▸ **Your assignment**: Report only the number of lines in this material that include "ComponentSchema".

▸ **Data to examine**:
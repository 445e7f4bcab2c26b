// Moving Average - Mean of a range-read input over the cycle's window

use meridian_runtime::{Component, ComponentData, ComponentError, ComponentSchema, PortSpec};
use meridian_types::Value;

pub const TYPE_TAG: &str = "moving_average";

pub const INPUT: &str = "value";
pub const OUTPUT: &str = "average";
/// Fewest samples an average may be built from
pub const MIN_SAMPLES: &str = "min_samples";

pub fn schema() -> ComponentSchema {
    ComponentSchema::new()
        .input(PortSpec::required(INPUT))
        .output(PortSpec::required(OUTPUT))
        .static_port(PortSpec::optional(MIN_SAMPLES))
}

#[derive(Debug)]
pub struct MovingAverage {
    min_samples: usize,
    samples: Vec<f64>,
}

impl Default for MovingAverage {
    fn default() -> Self {
        Self {
            min_samples: 1,
            samples: Vec::new(),
        }
    }
}

impl MovingAverage {
    pub fn new() -> Self {
        Self::default()
    }
}

impl Component for MovingAverage {
    fn prepare(&mut self, static_data: &ComponentData) -> Result<(), ComponentError> {
        self.min_samples = match static_data.get(MIN_SAMPLES) {
            Some(entry) => match entry.value.as_i64() {
                Some(n) if n >= 1 => n as usize,
                _ => {
                    return Err(ComponentError::InvalidValue {
                        key: MIN_SAMPLES.to_string(),
                        reason: "expected a positive integer".into(),
                    });
                }
            },
            None => 1,
        };
        Ok(())
    }

    fn set_input_values(&mut self, inputs: &ComponentData) -> Result<(), ComponentError> {
        let entry = inputs.require(INPUT)?;
        self.samples = match &entry.value {
            Value::Series(series) => series.samples().iter().map(|s| s.value).collect(),
            Value::Array(items) => items.iter().filter_map(Value::as_f64).collect(),
            scalar => vec![inputs.require_f64(INPUT).map_err(|_| ComponentError::InvalidValue {
                key: INPUT.to_string(),
                reason: format!("cannot average {}", scalar.kind_name()),
            })?],
        };
        Ok(())
    }

    fn calculate(&mut self, output: &str) -> Result<Value, ComponentError> {
        if output != OUTPUT {
            return Err(ComponentError::UnknownOutput(output.to_string()));
        }
        if self.samples.len() < self.min_samples {
            return Err(ComponentError::Calculation(format!(
                "{} samples in window, at least {} required",
                self.samples.len(),
                self.min_samples
            )));
        }
        let mean = self.samples.iter().sum::<f64>() / self.samples.len() as f64;
        Ok(Value::Float(mean))
    }
}

#[cfg(test)]
mod tests {
    use super::*;
    use chrono::{TimeZone, Utc};
    use meridian_types::{Sample, TimeSeries};

    fn series(values: &[f64]) -> TimeSeries {
        values
            .iter()
            .enumerate()
            .map(|(i, v)| Sample::new(Utc.timestamp_opt(60 * i as i64, 0).unwrap(), *v))
            .collect()
    }

    #[test]
    fn test_average_of_series() {
        let mut average = MovingAverage::new();
        average.prepare(&ComponentData::new()).unwrap();
        average
            .set_input_values(&ComponentData::new().with(INPUT, series(&[1.0, 2.0, 6.0]), None))
            .unwrap();

        assert_eq!(average.calculate(OUTPUT).unwrap(), Value::Float(3.0));
    }

    #[test]
    fn test_scalar_input_is_one_sample() {
        let mut average = MovingAverage::new();
        average.prepare(&ComponentData::new()).unwrap();
        average
            .set_input_values(&ComponentData::new().with(INPUT, 4.5, None))
            .unwrap();
        assert_eq!(average.calculate(OUTPUT).unwrap(), Value::Float(4.5));

        let text = ComponentData::new().with(INPUT, "n/a", None);
        assert!(matches!(
            average.set_input_values(&text),
            Err(ComponentError::InvalidValue { .. })
        ));
    }

    #[test]
    fn test_minimum_sample_count() {
        let mut average = MovingAverage::new();
        average
            .prepare(&ComponentData::new().with(MIN_SAMPLES, 3, None))
            .unwrap();
        average
            .set_input_values(&ComponentData::new().with(INPUT, series(&[1.0, 2.0]), None))
            .unwrap();
        assert!(matches!(average.calculate(OUTPUT), Err(ComponentError::Calculation(_))));

        let bad = ComponentData::new().with(MIN_SAMPLES, 0, None);
        assert!(average.prepare(&bad).is_err());
    }
}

▸ **Your response**: 3